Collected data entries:
########
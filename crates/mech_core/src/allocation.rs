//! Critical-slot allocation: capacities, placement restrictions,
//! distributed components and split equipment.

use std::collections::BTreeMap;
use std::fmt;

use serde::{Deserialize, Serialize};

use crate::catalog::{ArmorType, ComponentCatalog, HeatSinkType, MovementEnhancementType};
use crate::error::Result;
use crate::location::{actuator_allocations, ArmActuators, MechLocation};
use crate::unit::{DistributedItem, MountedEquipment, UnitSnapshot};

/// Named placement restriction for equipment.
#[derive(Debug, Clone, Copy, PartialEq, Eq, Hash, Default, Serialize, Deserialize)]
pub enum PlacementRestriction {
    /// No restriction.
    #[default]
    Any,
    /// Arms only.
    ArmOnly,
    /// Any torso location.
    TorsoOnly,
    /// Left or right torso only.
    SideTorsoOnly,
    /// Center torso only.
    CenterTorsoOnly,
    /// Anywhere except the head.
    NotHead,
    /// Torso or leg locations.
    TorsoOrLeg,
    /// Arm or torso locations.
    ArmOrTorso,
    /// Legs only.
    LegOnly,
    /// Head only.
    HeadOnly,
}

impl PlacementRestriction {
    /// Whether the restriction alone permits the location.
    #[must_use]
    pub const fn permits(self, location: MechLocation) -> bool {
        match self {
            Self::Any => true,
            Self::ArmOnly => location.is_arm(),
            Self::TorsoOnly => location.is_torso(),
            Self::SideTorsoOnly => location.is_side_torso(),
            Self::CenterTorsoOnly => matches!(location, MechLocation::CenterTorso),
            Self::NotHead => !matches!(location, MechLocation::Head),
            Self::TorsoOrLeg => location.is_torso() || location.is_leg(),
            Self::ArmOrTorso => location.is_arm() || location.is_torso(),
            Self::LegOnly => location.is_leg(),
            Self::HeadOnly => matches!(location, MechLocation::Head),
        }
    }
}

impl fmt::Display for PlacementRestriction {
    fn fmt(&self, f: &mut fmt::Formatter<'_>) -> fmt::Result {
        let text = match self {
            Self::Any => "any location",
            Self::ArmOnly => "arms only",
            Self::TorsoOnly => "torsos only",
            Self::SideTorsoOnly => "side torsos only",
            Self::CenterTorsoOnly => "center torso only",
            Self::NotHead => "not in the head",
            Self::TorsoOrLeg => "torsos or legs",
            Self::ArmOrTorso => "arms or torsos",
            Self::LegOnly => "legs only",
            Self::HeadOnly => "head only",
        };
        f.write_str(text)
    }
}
########
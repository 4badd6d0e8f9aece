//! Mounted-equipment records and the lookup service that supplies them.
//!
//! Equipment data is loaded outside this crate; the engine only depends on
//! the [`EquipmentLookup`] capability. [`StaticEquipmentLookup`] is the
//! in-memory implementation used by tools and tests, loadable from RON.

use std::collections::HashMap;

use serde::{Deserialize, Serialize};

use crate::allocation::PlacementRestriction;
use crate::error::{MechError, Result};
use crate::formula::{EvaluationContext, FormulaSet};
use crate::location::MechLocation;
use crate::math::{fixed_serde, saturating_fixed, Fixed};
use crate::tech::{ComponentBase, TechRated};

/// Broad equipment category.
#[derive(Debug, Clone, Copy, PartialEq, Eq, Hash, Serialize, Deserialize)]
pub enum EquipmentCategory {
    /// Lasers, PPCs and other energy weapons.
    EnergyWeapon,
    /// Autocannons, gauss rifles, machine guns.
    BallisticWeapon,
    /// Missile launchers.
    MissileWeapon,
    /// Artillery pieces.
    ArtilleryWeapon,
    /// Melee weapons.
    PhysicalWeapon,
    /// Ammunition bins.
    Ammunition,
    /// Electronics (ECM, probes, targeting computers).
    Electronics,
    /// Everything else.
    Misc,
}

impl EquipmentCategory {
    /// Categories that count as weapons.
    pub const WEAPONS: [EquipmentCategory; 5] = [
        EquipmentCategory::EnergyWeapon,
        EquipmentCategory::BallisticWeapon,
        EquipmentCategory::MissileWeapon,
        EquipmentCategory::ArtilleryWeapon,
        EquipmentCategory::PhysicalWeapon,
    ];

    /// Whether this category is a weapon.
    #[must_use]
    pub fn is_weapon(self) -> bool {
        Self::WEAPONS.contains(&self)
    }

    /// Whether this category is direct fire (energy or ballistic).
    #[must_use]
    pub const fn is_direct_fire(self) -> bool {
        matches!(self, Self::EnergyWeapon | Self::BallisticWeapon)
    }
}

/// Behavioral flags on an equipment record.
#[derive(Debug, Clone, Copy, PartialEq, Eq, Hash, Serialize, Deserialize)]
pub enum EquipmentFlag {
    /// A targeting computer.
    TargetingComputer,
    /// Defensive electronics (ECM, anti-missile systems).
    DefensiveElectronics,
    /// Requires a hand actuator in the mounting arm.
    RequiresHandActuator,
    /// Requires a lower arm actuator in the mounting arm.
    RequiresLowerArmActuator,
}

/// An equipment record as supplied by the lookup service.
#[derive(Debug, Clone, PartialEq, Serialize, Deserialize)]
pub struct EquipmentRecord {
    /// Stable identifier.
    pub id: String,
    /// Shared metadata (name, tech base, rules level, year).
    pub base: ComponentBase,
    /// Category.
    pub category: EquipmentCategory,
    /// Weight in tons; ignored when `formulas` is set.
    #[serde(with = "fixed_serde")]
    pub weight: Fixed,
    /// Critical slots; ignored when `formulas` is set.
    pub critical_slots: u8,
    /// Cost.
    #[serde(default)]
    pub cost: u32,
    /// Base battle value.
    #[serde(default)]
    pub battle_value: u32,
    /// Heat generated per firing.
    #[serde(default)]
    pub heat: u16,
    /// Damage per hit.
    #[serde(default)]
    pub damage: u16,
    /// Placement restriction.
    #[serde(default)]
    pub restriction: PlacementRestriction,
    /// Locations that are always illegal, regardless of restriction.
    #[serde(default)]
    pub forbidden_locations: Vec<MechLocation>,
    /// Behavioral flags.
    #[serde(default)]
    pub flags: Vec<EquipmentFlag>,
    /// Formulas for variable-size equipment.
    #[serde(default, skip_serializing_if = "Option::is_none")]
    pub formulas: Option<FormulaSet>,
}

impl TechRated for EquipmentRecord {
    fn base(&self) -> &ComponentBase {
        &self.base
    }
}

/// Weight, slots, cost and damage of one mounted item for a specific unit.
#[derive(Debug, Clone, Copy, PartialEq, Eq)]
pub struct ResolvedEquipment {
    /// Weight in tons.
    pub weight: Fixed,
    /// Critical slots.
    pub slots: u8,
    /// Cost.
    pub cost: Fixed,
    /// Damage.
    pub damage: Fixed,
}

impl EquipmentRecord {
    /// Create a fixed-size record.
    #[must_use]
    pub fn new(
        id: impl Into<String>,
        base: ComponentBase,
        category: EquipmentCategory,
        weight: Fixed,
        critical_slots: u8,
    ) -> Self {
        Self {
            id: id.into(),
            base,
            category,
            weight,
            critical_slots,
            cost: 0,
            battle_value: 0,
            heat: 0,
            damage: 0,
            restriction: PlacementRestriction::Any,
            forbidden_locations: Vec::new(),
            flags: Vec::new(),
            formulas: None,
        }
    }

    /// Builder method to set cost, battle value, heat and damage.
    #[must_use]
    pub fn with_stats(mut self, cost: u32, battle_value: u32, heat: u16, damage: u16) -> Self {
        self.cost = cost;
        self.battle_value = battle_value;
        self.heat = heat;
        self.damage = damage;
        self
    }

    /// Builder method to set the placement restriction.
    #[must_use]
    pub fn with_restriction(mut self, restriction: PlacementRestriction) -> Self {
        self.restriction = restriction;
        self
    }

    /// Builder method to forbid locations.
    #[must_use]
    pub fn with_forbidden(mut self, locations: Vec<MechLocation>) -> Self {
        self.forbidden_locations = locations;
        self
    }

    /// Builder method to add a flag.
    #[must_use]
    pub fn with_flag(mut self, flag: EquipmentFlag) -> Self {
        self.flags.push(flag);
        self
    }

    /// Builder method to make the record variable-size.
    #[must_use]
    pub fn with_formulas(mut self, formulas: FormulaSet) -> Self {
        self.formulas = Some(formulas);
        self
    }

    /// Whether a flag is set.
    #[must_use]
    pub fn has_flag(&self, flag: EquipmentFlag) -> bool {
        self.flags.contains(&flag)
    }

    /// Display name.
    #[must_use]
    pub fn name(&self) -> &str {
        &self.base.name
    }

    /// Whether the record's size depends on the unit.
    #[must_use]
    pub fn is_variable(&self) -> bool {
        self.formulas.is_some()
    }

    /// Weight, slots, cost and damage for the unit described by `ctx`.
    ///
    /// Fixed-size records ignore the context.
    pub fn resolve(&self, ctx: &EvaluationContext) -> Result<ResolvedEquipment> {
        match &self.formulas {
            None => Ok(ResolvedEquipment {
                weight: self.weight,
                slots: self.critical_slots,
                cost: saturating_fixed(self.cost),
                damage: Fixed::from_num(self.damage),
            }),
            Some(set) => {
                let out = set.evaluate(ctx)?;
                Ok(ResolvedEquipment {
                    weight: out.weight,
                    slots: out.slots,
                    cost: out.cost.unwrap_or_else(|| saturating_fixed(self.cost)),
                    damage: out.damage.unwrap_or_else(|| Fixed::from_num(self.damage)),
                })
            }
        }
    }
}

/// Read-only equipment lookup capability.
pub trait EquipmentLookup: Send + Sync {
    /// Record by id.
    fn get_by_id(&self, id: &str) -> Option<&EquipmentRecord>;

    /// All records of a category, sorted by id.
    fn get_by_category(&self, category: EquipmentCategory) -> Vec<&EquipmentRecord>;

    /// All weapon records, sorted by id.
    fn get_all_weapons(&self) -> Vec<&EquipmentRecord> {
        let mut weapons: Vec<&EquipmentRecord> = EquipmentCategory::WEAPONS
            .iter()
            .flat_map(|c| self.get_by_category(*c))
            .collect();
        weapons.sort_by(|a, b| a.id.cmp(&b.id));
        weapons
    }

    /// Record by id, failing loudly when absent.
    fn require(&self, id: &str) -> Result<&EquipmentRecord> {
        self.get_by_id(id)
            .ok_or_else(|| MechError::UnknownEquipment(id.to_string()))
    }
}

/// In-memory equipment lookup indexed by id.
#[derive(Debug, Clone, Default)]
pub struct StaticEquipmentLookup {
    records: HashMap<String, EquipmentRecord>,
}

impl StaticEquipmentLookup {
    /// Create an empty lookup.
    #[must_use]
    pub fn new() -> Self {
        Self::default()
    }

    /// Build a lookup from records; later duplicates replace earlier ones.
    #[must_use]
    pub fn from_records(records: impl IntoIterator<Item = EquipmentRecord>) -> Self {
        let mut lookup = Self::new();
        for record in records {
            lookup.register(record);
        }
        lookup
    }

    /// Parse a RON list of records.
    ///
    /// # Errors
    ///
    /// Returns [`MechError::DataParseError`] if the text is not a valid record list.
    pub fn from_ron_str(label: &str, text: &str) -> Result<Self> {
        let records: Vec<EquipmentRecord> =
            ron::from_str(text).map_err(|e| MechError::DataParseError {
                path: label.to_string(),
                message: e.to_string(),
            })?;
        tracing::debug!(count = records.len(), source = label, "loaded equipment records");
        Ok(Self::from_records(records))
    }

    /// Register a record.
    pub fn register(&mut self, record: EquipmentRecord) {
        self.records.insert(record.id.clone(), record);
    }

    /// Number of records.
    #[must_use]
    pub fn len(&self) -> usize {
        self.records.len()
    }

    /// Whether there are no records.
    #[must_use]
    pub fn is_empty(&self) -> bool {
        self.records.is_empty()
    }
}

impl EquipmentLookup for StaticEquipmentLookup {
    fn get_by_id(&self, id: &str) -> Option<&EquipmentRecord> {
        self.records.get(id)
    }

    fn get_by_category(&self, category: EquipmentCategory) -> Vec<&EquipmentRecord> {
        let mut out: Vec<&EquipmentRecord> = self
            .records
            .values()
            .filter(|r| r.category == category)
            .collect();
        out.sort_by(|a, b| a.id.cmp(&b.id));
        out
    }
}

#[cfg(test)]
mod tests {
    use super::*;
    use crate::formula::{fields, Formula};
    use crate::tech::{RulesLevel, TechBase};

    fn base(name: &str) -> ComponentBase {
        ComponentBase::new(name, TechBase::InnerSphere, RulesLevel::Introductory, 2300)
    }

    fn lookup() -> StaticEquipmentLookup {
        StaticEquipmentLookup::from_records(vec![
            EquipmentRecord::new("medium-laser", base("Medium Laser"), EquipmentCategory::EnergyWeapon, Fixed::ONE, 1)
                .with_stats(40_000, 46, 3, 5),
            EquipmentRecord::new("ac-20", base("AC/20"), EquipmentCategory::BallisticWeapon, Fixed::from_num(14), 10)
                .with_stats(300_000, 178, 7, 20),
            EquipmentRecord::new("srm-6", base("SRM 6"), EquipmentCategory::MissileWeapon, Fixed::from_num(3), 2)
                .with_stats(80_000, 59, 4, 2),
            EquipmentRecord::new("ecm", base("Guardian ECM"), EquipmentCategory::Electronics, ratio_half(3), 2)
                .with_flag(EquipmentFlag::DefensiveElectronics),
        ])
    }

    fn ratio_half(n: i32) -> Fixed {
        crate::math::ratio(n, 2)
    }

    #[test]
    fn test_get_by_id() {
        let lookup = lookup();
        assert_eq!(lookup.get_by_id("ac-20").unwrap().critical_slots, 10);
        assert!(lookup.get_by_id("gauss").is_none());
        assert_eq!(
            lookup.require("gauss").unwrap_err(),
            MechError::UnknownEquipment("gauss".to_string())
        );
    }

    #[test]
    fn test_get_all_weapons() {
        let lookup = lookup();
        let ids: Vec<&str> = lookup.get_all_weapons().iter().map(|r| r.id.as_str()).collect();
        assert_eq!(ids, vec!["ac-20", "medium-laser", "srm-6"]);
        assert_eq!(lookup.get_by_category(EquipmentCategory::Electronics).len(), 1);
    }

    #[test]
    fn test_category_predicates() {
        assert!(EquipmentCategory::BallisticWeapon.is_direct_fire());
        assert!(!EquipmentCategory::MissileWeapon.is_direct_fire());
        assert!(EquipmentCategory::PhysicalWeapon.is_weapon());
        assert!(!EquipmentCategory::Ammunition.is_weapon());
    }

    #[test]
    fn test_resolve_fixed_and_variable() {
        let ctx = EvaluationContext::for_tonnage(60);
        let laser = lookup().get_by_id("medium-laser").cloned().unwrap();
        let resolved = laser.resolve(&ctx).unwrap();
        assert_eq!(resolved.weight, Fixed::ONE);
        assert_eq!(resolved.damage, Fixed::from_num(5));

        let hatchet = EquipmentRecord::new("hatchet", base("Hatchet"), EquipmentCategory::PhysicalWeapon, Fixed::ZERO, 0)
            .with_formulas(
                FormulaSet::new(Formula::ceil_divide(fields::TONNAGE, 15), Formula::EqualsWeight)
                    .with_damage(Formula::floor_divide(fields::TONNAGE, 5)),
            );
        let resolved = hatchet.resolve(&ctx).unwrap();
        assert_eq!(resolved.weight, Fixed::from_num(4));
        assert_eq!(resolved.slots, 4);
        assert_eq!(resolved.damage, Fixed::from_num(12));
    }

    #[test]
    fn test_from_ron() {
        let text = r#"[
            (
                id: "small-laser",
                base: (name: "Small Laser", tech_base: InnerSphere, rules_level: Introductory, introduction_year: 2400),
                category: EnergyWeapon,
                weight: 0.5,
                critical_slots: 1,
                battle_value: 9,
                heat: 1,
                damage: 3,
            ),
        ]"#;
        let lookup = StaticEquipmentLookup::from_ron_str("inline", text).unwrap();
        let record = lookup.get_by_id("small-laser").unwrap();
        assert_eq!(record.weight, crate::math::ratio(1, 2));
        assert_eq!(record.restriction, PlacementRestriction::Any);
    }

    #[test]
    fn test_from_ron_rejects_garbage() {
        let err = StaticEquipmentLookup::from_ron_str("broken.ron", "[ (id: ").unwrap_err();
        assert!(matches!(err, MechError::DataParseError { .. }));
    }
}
########
= YOUR ASSIGNMENT =
Look through the entries above and quote exactly the lines from the line with "filename crates/mech_core/src/allocation.rs" to the line with "let text = match", counting both of those lines.

= TASK SOLUTION =
filename crates/mech_core/src/allocation.rs
//! Critical-slot allocation: capacities, placement restrictions,
//! distributed components and split equipment.

use std::collections::BTreeMap;
use std::fmt;

use serde::{Deserialize, Serialize};

use crate::catalog::{ArmorType, ComponentCatalog, HeatSinkType, MovementEnhancementType};
use crate::error::Result;
use crate::location::{actuator_allocations, ArmActuators, MechLocation};
use crate::unit::{DistributedItem, MountedEquipment, UnitSnapshot};

/// Named placement restriction for equipment.
#[derive(Debug, Clone, Copy, PartialEq, Eq, Hash, Default, Serialize, Deserialize)]
pub enum PlacementRestriction {
    /// No restriction.
    #[default]
    Any,
    /// Arms only.
    ArmOnly,
    /// Any torso location.
    TorsoOnly,
    /// Left or right torso only.
    SideTorsoOnly,
    /// Center torso only.
    CenterTorsoOnly,
    /// Anywhere except the head.
    NotHead,
    /// Torso or leg locations.
    TorsoOrLeg,
    /// Arm or torso locations.
    ArmOrTorso,
    /// Legs only.
    LegOnly,
    /// Head only.
    HeadOnly,
}

impl PlacementRestriction {
    /// Whether the restriction alone permits the location.
    #[must_use]
    pub const fn permits(self, location: MechLocation) -> bool {
        match self {
            Self::Any => true,
            Self::ArmOnly => location.is_arm(),
            Self::TorsoOnly => location.is_torso(),
            Self::SideTorsoOnly => location.is_side_torso(),
            Self::CenterTorsoOnly => matches!(location, MechLocation::CenterTorso),
            Self::NotHead => !matches!(location, MechLocation::Head),
            Self::TorsoOrLeg => location.is_torso() || location.is_leg(),
            Self::ArmOrTorso => location.is_arm() || location.is_torso(),
            Self::LegOnly => location.is_leg(),
            Self::HeadOnly => matches!(location, MechLocation::Head),
        }
    }
}

impl fmt::Display for PlacementRestriction {
    fn fmt(&self, f: &mut fmt::Formatter<'_>) -> fmt::Result {
        let text = match self {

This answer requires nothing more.